FASE DE CONVALESCENÇA:
 Fase de recuperação, agente debelado;
 O que se espera: não há mais DNNE (não há mais quimiotaxia), pode haver neutrofilia
com aumento pequeno de neutrófilos, linfocitose (ação dos linfócitos de memória),
outras células normais.
INFECÇÕES VIRAIS:
 Não imunossupressoras:
 O que se espera: animal com sintomatologia, linfocitose (principal agente contra
vírus, neutrófilo não tem quimiotaxia);
 Essa linfocitose pode ser absoluta ou relativa, a leucometria global pode não estar
aumentada;
 Vírus: a melhor resposta é a imune-celular e imune-humoral, que é
responsabilidade dos linfócitos
 Imunossupressoras:
 População de diversos leucócitos baixa (pode estar normal);
 Possibilita infecções secundárias pela baixa na população de neutrófilos;
 Linfocitose;
REAÇÃO ANTIPARASITÁRIAS, FÚNGICAS, AUTOIMUNES E ALTERAÇÕES QUALITATIVAS:
 Antiparasitárias: função eosinofílica – receptores para IgE;
 Fúngica e protozoário: função monocítica – únicas células capazes de destruir fungos; 
 Autoimunes: função linfocitária - Anticorpos contra o próprio hospedeiro;
 Alterações qualitativas: 
 Neutrófilos tóxico: neutrófilo entrando em degeração devido à agressão a nível
medular. Características: corpúsculo de Döhle, citoplasma basofílico, vacúolos.
Indica infecção bacteriana;
 Inclusão de Sinegaglia Lentz: cinomose, inclusão mais avermelhada, pode aparecer
em hemácia;
 Hepatozoon: protozoário semelhante a babesia (hemácia), parasita leucócitos;
 Ehrlichia: aparece em leucócitos;
AULA 04 – ERITROGRAMA PARTE 1
ERITROPOIESE – Pontos importantes:
 Céluta-tronco pluripotencial  célula-tronco mielóide  UFC Eritróide (1)
Rubriblasto  (1) Pró-rubrícito ou pró-eritroblasto  (2/4) rubrícitos ou eritroblastos
basofílicos  (8) rubrícitos ou eritroblastos policromáticos  (16) Metarrubrícitos ou
eritroblastos  (16) reticulócitos (hemácia jovem)  (16) eritrócitos (hemácia adulta);
 Policromático: mistura de cores, há o vermelho pela hemoglobina e o azul pelas
organelas ácidas (se cora por corante básico);
 Fases importantes para o hemograma: Metarrubrícito, reticulócito e eritrócito.
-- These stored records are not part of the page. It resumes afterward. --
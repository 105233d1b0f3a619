// ============================================================================
// Gather Core - Group Service
// File: crates/gather-core/src/services/group_service.rs
// ============================================================================
//! Group operations: list, show, edit, update, create, destroy.
//!
//! Every operation takes the signed-in user explicitly. Authentication
//! itself happens before the service is reached.

use std::sync::Arc;
use serde::Serialize;
use uuid::Uuid;
use tracing::{info, warn};

use crate::domain::{CurrentUser, Group, GroupChanges, GroupMember, Meeting, NewGroup};
use crate::error::DomainError;
use crate::repositories::{GroupMemberRepository, GroupRepository, MeetingRepository};

/// Service for the groups resource
pub struct GroupService {
    groups: Arc<dyn GroupRepository>,
    members: Arc<dyn GroupMemberRepository>,
    meetings: Arc<dyn MeetingRepository>,
    require_leader_for_mutations: bool,
}

/// What `show` exposes. Members see the roster and meetings; everyone
/// else sees the group only.
#[derive(Debug, Clone, Serialize)]
pub struct GroupDetails {
    pub group: Group,
    pub membership: Option<GroupMember>,
    pub members: Option<Vec<GroupMember>>,
    pub meetings: Option<Vec<Meeting>>,
}

/// Form model for `edit`, including the members that can be promoted.
#[derive(Debug, Clone, Serialize)]
pub struct GroupEditForm {
    pub group: Group,
    pub members: Vec<GroupMember>,
}

impl GroupService {
    pub fn new(
        groups: Arc<dyn GroupRepository>,
        members: Arc<dyn GroupMemberRepository>,
        meetings: Arc<dyn MeetingRepository>,
    ) -> Self {
        Self {
            groups,
            members,
            meetings,
            require_leader_for_mutations: false,
        }
    }

    /// Limit update and destroy to group leaders.
    pub fn with_leader_guard(mut self, required: bool) -> Self {
        self.require_leader_for_mutations = required;
        self
    }

    /// Groups the user belongs to
    pub async fn list(&self, user: &CurrentUser) -> Result<Vec<Group>, DomainError> {
        self.groups.find_by_member(&user.id).await
    }

    pub async fn show(&self, user: &CurrentUser, id: &Uuid) -> Result<GroupDetails, DomainError> {
        let group = self.find(id).await?;
        let membership = self.members.find_membership(&group.id, &user.id).await?;

        let (members, meetings) = match membership {
            Some(_) => (
                Some(self.members.find_by_group(&group.id).await?),
                Some(self.meetings.find_by_group(&group.id).await?),
            ),
            None => (None, None),
        };

        Ok(GroupDetails {
            group,
            membership,
            members,
            meetings,
        })
    }

    pub async fn edit(&self, user: &CurrentUser, id: &Uuid) -> Result<GroupEditForm, DomainError> {
        let group = self.find(id).await?;
        self.ensure_leader(user, &group.id).await?;
        let members = self.members.find_by_group(&group.id).await?;
        Ok(GroupEditForm { group, members })
    }

    pub async fn update(
        &self,
        user: &CurrentUser,
        id: &Uuid,
        changes: GroupChanges,
    ) -> Result<Group, DomainError> {
        let mut group = self.find(id).await?;
        if self.require_leader_for_mutations {
            self.ensure_leader(user, &group.id).await?;
        }
        if changes.is_empty() {
            return Ok(group);
        }

        group.apply(&changes)?;
        let updated = self.groups.update(&group, &changes.leader_ids).await?;

        info!(
            "Group {} updated by {} ({} leader ids submitted)",
            updated.id,
            user.id,
            changes.leader_ids.len()
        );
        Ok(updated)
    }

    /// Create a group led by its creator
    pub async fn create(&self, user: &CurrentUser, input: NewGroup) -> Result<Group, DomainError> {
        let group = Group::new(input)?;
        let leader = GroupMember::founding_leader(group.id, user.id);
        let created = self.groups.create_with_leader(&group, &leader).await?;

        info!("Group {} created by {}", created.id, user.id);
        Ok(created)
    }

    /// Returns whether a group was removed.
    pub async fn destroy(&self, user: &CurrentUser, id: &Uuid) -> Result<bool, DomainError> {
        if self.require_leader_for_mutations {
            let group = self.find(id).await?;
            self.ensure_leader(user, &group.id).await?;
        }

        let removed = self.groups.delete(id).await?;
        if removed {
            info!("Group {} destroyed by {}", id, user.id);
        }
        Ok(removed)
    }

    async fn find(&self, id: &Uuid) -> Result<Group, DomainError> {
        self.groups
            .find_by_id(id)
            .await?
            .ok_or(DomainError::GroupNotFound(*id))
    }

    async fn ensure_leader(&self, user: &CurrentUser, group_id: &Uuid) -> Result<(), DomainError> {
        match self.members.find_membership(group_id, &user.id).await? {
            Some(member) if member.leader => Ok(()),
            _ => {
                warn!("User {} is not a leader of group {}", user.id, group_id);
                Err(DomainError::NotGroupLeader {
                    group_id: *group_id,
                    user_id: user.id,
                })
            }
        }
    }
}
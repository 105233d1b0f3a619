//! Database connection pool

use sqlx::{migrate::MigrateError, postgres::PgPoolOptions, PgPool};
use std::time::Duration;
use tracing::info;

use gather_shared::config::DatabaseSettings;

pub async fn create_pool(settings: &DatabaseSettings) -> Result<PgPool, sqlx::Error> {
    PgPoolOptions::new()
        .max_connections(settings.max_connections)
        .min_connections(settings.min_connections)
        .acquire_timeout(Duration::from_secs(3))
        .connect(&settings.url)
        .await
}

/// Apply the bundled schema migrations.
pub async fn run_migrations(pool: &PgPool) -> Result<(), MigrateError> {
    sqlx::migrate!("./migrations").run(pool).await?;
    info!("Database migrations applied");
    Ok(())
}
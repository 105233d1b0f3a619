//! Repository bundle handed to the group service.

use std::sync::Arc;

use sqlx::PgPool;

use gather_core::repositories::{GroupMemberRepository, GroupRepository, MeetingRepository};
use gather_core::services::GroupService;

use crate::database::{PgGroupMemberRepository, PgGroupRepository, PgMeetingRepository};
use crate::memory::MemoryStore;

#[derive(Clone)]
pub struct Repositories {
    pub groups: Arc<dyn GroupRepository>,
    pub members: Arc<dyn GroupMemberRepository>,
    pub meetings: Arc<dyn MeetingRepository>,
}

impl Repositories {
    pub fn postgres(pool: PgPool) -> Self {
        Self {
            groups: Arc::new(PgGroupRepository::new(pool.clone())),
            members: Arc::new(PgGroupMemberRepository::new(pool.clone())),
            meetings: Arc::new(PgMeetingRepository::new(pool)),
        }
    }

    pub fn memory(store: &MemoryStore) -> Self {
        Self {
            groups: Arc::new(store.clone()),
            members: Arc::new(store.clone()),
            meetings: Arc::new(store.clone()),
        }
    }

    pub fn group_service(&self) -> GroupService {
        GroupService::new(self.groups.clone(), self.members.clone(), self.meetings.clone())
    }
}
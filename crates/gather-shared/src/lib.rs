//! # Gather Shared
//! 
//! Shared configuration, types, and telemetry for the Gather groups service.

pub mod constants;
pub mod types;
pub mod telemetry;
pub mod config;
pub mod error;

pub use types::*;
pub use error::AppError;
// ============================================================================
// Gather Core - Group Member Entity
// File: crates/gather-core/src/domain/group_member.rs
// Description: User-Group membership with leader flag
// ============================================================================

use chrono::{DateTime, Utc};
use serde::{Deserialize, Serialize};
use uuid::Uuid;

/// Group Member entity (User-Group join row)
#[derive(Debug, Clone, PartialEq, Serialize, Deserialize)]
pub struct GroupMember {
    pub id: Uuid,
    pub group_id: Uuid,
    pub user_id: Uuid,
    pub leader: bool,
    pub created_at: DateTime<Utc>,
    pub modified_at: Option<DateTime<Utc>>,
}

impl GroupMember {
    pub fn new(group_id: Uuid, user_id: Uuid, leader: bool) -> Self {
        Self {
            id: Uuid::new_v4(),
            group_id,
            user_id,
            leader,
            created_at: Utc::now(),
            modified_at: None,
        }
    }

    /// The membership a group's creator receives.
    pub fn founding_leader(group_id: Uuid, user_id: Uuid) -> Self {
        Self::new(group_id, user_id, true)
    }

    /// Grant leadership. Returns false when already a leader.
    pub fn promote(&mut self) -> bool {
        if self.leader {
            return false;
        }
        self.leader = true;
        self.modified_at = Some(Utc::now());
        true
    }
}
//! Domain errors

use thiserror::Error;
use uuid::Uuid;

use crate::validation::FieldErrors;

#[derive(Error, Debug)]
pub enum DomainError {
    #[error("Group not found: {0}")]
    GroupNotFound(Uuid),

    #[error("User {user_id} is not a leader of group {group_id}")]
    NotGroupLeader { group_id: Uuid, user_id: Uuid },

    #[error("User {user_id} is already a member of group {group_id}")]
    AlreadyMember { group_id: Uuid, user_id: Uuid },

    #[error("Validation error: {0}")]
    Validation(FieldErrors),

    #[error("Database error: {0}")]
    DatabaseError(String),
}

impl From<FieldErrors> for DomainError {
    fn from(errors: FieldErrors) -> Self {
        DomainError::Validation(errors)
    }
}
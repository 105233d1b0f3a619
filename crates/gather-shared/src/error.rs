//! Application error types

use thiserror::Error;

#[derive(Error, Debug)]
pub enum AppError {
    #[error("Configuration error: {0}")]
    ConfigError(#[from] config::ConfigError),

    #[error("Insecure configuration: {0}")]
    InsecureConfig(String),
}
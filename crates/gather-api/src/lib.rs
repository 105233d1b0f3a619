//! # Gather API
//! 
//! HTTP handlers, extractors, DTOs, and routing for the groups resource.

pub mod handlers;
pub mod extract;
pub mod dto;
pub mod error;
pub mod response;
pub mod routes;
pub mod state;

pub use error::ApiError;
pub use routes::build_router;
pub use state::AppState;
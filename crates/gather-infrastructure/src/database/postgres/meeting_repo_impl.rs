// ============================================================================
// Gather Infrastructure - PostgreSQL Meeting Repository
// File: crates/gather-infrastructure/src/database/postgres/meeting_repo_impl.rs
// ============================================================================

use async_trait::async_trait;
use sqlx::{PgPool, FromRow};
use uuid::Uuid;
use tracing::error;
use chrono::{DateTime, Utc};

use gather_core::domain::Meeting;
use gather_core::error::DomainError;
use gather_core::repositories::MeetingRepository;

pub struct PgMeetingRepository {
    pool: PgPool,
}

impl PgMeetingRepository {
    pub fn new(pool: PgPool) -> Self {
        Self { pool }
    }
}

// Internal row type for SQLx mapping
#[derive(Debug, FromRow)]
struct MeetingRow {
    pub id: Uuid,
    pub group_id: Uuid,
    pub title: String,
    pub location: Option<String>,
    pub starts_at: DateTime<Utc>,
    pub created_at: DateTime<Utc>,
}

impl From<MeetingRow> for Meeting {
    fn from(row: MeetingRow) -> Self {
        Meeting {
            id: row.id,
            group_id: row.group_id,
            title: row.title,
            location: row.location,
            starts_at: row.starts_at,
            created_at: row.created_at,
        }
    }
}

#[async_trait]
impl MeetingRepository for PgMeetingRepository {
    async fn find_by_group(&self, group_id: &Uuid) -> Result<Vec<Meeting>, DomainError> {
        let rows: Vec<MeetingRow> = sqlx::query_as(
            r#"
            SELECT id, group_id, title, location, starts_at, created_at
            FROM meetings
            WHERE group_id = $1
            ORDER BY starts_at, id
            "#
        )
        .bind(group_id)
        .fetch_all(&self.pool)
        .await
        .map_err(|e: sqlx::Error| {
            error!("Database error listing meetings: {}", e);
            DomainError::DatabaseError(e.to_string())
        })?;

        Ok(rows.into_iter().map(Into::into).collect())
    }

    async fn create(&self, meeting: &Meeting) -> Result<Meeting, DomainError> {
        let row: MeetingRow = sqlx::query_as(
            r#"
            INSERT INTO meetings (id, group_id, title, location, starts_at, created_at)
            VALUES ($1, $2, $3, $4, $5, $6)
            RETURNING id, group_id, title, location, starts_at, created_at
            "#
        )
        .bind(meeting.id)
        .bind(meeting.group_id)
        .bind(&meeting.title)
        .bind(&meeting.location)
        .bind(meeting.starts_at)
        .bind(meeting.created_at)
        .fetch_one(&self.pool)
        .await
        .map_err(|e: sqlx::Error| {
            error!("Database error creating meeting: {}", e);
            match &e {
                sqlx::Error::Database(db) if db.is_foreign_key_violation() => {
                    DomainError::GroupNotFound(meeting.group_id)
                }
                _ => DomainError::DatabaseError(e.to_string()),
            }
        })?;

        Ok(row.into())
    }
}
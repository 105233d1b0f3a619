use std::sync::Arc;

use gather_core::services::GroupService;
use gather_security::SessionTokenService;
use gather_shared::config::AuthSettings;

/// Application state shared across handlers
#[derive(Clone)]
pub struct AppState {
    pub groups: Arc<GroupService>,
    pub tokens: Arc<SessionTokenService>,
    pub auth: Arc<AuthSettings>,
}

impl AppState {
    pub fn new(groups: GroupService, tokens: SessionTokenService, auth: AuthSettings) -> Self {
        Self {
            groups: Arc::new(groups),
            tokens: Arc::new(tokens),
            auth: Arc::new(auth),
        }
    }
}
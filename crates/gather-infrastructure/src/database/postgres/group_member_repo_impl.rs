// ============================================================================
// Gather Infrastructure - PostgreSQL Group Member Repository
// File: crates/gather-infrastructure/src/database/postgres/group_member_repo_impl.rs
// ============================================================================

use async_trait::async_trait;
use sqlx::{PgPool, FromRow};
use uuid::Uuid;
use tracing::{info, error};
use chrono::{DateTime, Utc};

use gather_core::domain::GroupMember;
use gather_core::error::DomainError;
use gather_core::repositories::GroupMemberRepository;

pub struct PgGroupMemberRepository {
    pool: PgPool,
}

impl PgGroupMemberRepository {
    pub fn new(pool: PgPool) -> Self {
        Self { pool }
    }
}

// Internal row type for SQLx mapping
#[derive(Debug, FromRow)]
struct GroupMemberRow {
    pub id: Uuid,
    pub group_id: Uuid,
    pub user_id: Uuid,
    pub leader: bool,
    pub created_at: DateTime<Utc>,
    pub modified_at: Option<DateTime<Utc>>,
}

impl From<GroupMemberRow> for GroupMember {
    fn from(row: GroupMemberRow) -> Self {
        GroupMember {
            id: row.id,
            group_id: row.group_id,
            user_id: row.user_id,
            leader: row.leader,
            created_at: row.created_at,
            modified_at: row.modified_at,
        }
    }
}

#[async_trait]
impl GroupMemberRepository for PgGroupMemberRepository {
    async fn find_by_group(&self, group_id: &Uuid) -> Result<Vec<GroupMember>, DomainError> {
        let rows: Vec<GroupMemberRow> = sqlx::query_as(
            r#"
            SELECT id, group_id, user_id, leader, created_at, modified_at
            FROM group_members
            WHERE group_id = $1
            ORDER BY created_at, id
            "#
        )
        .bind(group_id)
        .fetch_all(&self.pool)
        .await
        .map_err(|e: sqlx::Error| {
            error!("Database error listing group members: {}", e);
            DomainError::DatabaseError(e.to_string())
        })?;

        Ok(rows.into_iter().map(Into::into).collect())
    }

    async fn find_membership(&self, group_id: &Uuid, user_id: &Uuid) -> Result<Option<GroupMember>, DomainError> {
        let row: Option<GroupMemberRow> = sqlx::query_as(
            r#"
            SELECT id, group_id, user_id, leader, created_at, modified_at
            FROM group_members
            WHERE group_id = $1 AND user_id = $2
            "#
        )
        .bind(group_id)
        .bind(user_id)
        .fetch_optional(&self.pool)
        .await
        .map_err(|e: sqlx::Error| {
            error!("Database error finding membership: {}", e);
            DomainError::DatabaseError(e.to_string())
        })?;

        Ok(row.map(|r| r.into()))
    }

    async fn add(&self, member: &GroupMember) -> Result<GroupMember, DomainError> {
        let row: GroupMemberRow = sqlx::query_as(
            r#"
            INSERT INTO group_members (id, group_id, user_id, leader, created_at, modified_at)
            VALUES ($1, $2, $3, $4, $5, $6)
            RETURNING id, group_id, user_id, leader, created_at, modified_at
            "#
        )
        .bind(member.id)
        .bind(member.group_id)
        .bind(member.user_id)
        .bind(member.leader)
        .bind(member.created_at)
        .bind(member.modified_at)
        .fetch_one(&self.pool)
        .await
        .map_err(|e: sqlx::Error| {
            error!("Database error adding group member: {}", e);
            match &e {
                sqlx::Error::Database(db) if db.is_unique_violation() => DomainError::AlreadyMember {
                    group_id: member.group_id,
                    user_id: member.user_id,
                },
                sqlx::Error::Database(db) if db.is_foreign_key_violation() => {
                    DomainError::GroupNotFound(member.group_id)
                }
                _ => DomainError::DatabaseError(e.to_string()),
            }
        })?;

        info!("User {} joined group {}", row.user_id, row.group_id);
        Ok(row.into())
    }
}
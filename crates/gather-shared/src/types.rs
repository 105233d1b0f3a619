//! Common types

use uuid::Uuid;

/// Parse a path segment into an entity id. Anything that is not a UUID
/// cannot name a stored record.
pub fn parse_entity_id(raw: &str) -> Option<Uuid> {
    Uuid::parse_str(raw.trim()).ok()
}
//! Domain services (business logic)

pub mod group_service;

pub use group_service::{GroupDetails, GroupEditForm, GroupService};
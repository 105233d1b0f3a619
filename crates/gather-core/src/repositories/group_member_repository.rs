//! Group member repository trait (port)

use async_trait::async_trait;
use uuid::Uuid;
use crate::domain::GroupMember;
use crate::error::DomainError;

#[cfg_attr(test, mockall::automock)]
#[async_trait]
pub trait GroupMemberRepository: Send + Sync {
    async fn find_by_group(&self, group_id: &Uuid) -> Result<Vec<GroupMember>, DomainError>;
    async fn find_membership(&self, group_id: &Uuid, user_id: &Uuid) -> Result<Option<GroupMember>, DomainError>;
    async fn add(&self, member: &GroupMember) -> Result<GroupMember, DomainError>;
}
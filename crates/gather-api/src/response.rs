//! Response helpers

use axum::{
    http::{header, StatusCode},
    response::{IntoResponse, Response},
};

/// `302 Found` to `location`.
pub fn found(location: &str) -> Response {
    (StatusCode::FOUND, [(header::LOCATION, location.to_string())]).into_response()
}

#[cfg(test)]
mod tests {
    use super::*;

    #[test]
    fn test_found_sets_location() {
        let response = found("/groups");
        assert_eq!(response.status(), StatusCode::FOUND);
        assert_eq!(response.headers()[header::LOCATION], "/groups");
    }
}
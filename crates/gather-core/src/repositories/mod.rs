//! Repository traits (ports)

pub mod group_repository;
pub mod group_member_repository;
pub mod meeting_repository;

pub use group_repository::GroupRepository;
pub use group_member_repository::GroupMemberRepository;
pub use meeting_repository::MeetingRepository;

#[cfg(test)]
pub use group_repository::MockGroupRepository;
#[cfg(test)]
pub use group_member_repository::MockGroupMemberRepository;
#[cfg(test)]
pub use meeting_repository::MockMeetingRepository;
 Hormônio responsável: eritropoetina (EPO): produzida pelos rins que estimulará a
medula. A IL-3 também é importante na eritropoiese;
 Estrogênio: inibe a eritropoiese, fêmeas tendem a ter o VG menor que os machos;
RETICULÓCITOS:
 Hemácia policromática = reticulócito: NÃO TEM MAIS NÚCLEO, já é adulta, hemácia,
mas ainda possui organelas, por isso é policromática, pois tem organelas e
hemoglobina, dando essa mistura. Na coloração normal (panótico, etc) chama-se
HEMÁCIA POLICROMÁTICA, reticulócitos apenas quando visualizada pelo corante novo
azul de metileno (MAM), corante supravital, etc.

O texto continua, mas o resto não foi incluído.